* WHAT TO PRODUCE *
Restate verbatim the span of lines below between the line with "filename crates/common/src/allocation/bundle.rs" and the line with "were copied from", including those two lines, and only that span.

═════ MATERIAL SUPPLIED ═════

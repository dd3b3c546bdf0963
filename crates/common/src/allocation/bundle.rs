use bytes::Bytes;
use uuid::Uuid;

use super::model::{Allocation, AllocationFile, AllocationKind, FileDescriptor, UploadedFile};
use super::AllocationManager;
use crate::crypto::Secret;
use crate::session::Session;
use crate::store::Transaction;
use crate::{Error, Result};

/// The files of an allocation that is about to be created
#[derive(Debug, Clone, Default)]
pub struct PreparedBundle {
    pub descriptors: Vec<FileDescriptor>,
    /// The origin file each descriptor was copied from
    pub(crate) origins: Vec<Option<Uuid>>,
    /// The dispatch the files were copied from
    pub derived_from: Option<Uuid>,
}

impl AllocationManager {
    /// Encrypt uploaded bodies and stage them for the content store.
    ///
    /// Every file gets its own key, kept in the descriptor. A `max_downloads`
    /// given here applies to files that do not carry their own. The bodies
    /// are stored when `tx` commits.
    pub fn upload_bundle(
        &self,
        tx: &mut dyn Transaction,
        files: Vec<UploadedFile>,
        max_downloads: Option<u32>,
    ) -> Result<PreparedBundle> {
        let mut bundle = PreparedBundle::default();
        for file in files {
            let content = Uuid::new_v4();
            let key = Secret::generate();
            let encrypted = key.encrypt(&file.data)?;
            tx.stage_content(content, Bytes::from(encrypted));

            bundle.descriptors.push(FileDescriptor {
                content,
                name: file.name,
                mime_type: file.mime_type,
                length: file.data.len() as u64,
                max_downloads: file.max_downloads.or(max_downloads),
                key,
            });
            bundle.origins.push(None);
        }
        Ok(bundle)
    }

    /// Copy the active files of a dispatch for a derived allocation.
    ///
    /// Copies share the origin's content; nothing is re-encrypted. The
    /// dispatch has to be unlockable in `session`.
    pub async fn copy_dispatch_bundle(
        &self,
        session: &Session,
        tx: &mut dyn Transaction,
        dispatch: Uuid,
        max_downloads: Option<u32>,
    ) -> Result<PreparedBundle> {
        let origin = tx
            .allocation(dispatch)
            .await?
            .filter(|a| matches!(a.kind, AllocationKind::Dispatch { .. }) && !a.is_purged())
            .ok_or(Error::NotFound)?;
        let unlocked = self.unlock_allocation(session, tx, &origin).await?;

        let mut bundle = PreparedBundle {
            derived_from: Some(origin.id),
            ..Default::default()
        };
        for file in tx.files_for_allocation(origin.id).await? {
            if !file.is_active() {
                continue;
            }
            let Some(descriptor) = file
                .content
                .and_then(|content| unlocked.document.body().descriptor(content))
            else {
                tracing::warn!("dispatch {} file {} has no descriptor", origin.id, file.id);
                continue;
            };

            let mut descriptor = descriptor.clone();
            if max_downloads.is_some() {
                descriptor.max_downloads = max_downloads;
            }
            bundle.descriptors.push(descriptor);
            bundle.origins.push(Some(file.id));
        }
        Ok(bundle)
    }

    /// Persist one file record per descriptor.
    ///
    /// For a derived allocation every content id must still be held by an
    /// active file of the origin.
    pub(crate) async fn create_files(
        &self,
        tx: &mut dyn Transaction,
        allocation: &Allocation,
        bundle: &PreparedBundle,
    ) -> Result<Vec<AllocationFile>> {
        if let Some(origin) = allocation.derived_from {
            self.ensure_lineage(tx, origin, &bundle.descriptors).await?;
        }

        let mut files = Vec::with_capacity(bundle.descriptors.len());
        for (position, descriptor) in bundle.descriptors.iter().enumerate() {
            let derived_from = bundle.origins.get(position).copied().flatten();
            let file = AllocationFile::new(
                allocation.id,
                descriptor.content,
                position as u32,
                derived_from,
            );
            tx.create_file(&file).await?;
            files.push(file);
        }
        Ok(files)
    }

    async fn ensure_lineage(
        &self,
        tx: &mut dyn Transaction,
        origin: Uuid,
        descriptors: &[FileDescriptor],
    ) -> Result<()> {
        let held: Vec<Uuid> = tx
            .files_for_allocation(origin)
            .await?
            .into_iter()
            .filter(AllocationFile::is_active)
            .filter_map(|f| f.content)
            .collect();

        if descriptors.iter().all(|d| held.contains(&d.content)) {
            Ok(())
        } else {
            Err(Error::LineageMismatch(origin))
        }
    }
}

═════

* EXPECTED ANSWER *
filename crates/common/src/allocation/bundle.rs
use bytes::Bytes;
use uuid::Uuid;

use super::model::{Allocation, AllocationFile, AllocationKind, FileDescriptor, UploadedFile};
use super::AllocationManager;
use crate::crypto::Secret;
use crate::session::Session;
use crate::store::Transaction;
use crate::{Error, Result};

/// The files of an allocation that is about to be created
#[derive(Debug, Clone, Default)]
pub struct PreparedBundle {
    pub descriptors: Vec<FileDescriptor>,
    /// The origin file each descriptor was copied from
    pub(crate) origins: Vec<Option<Uuid>>,
    /// The dispatch the files were copied from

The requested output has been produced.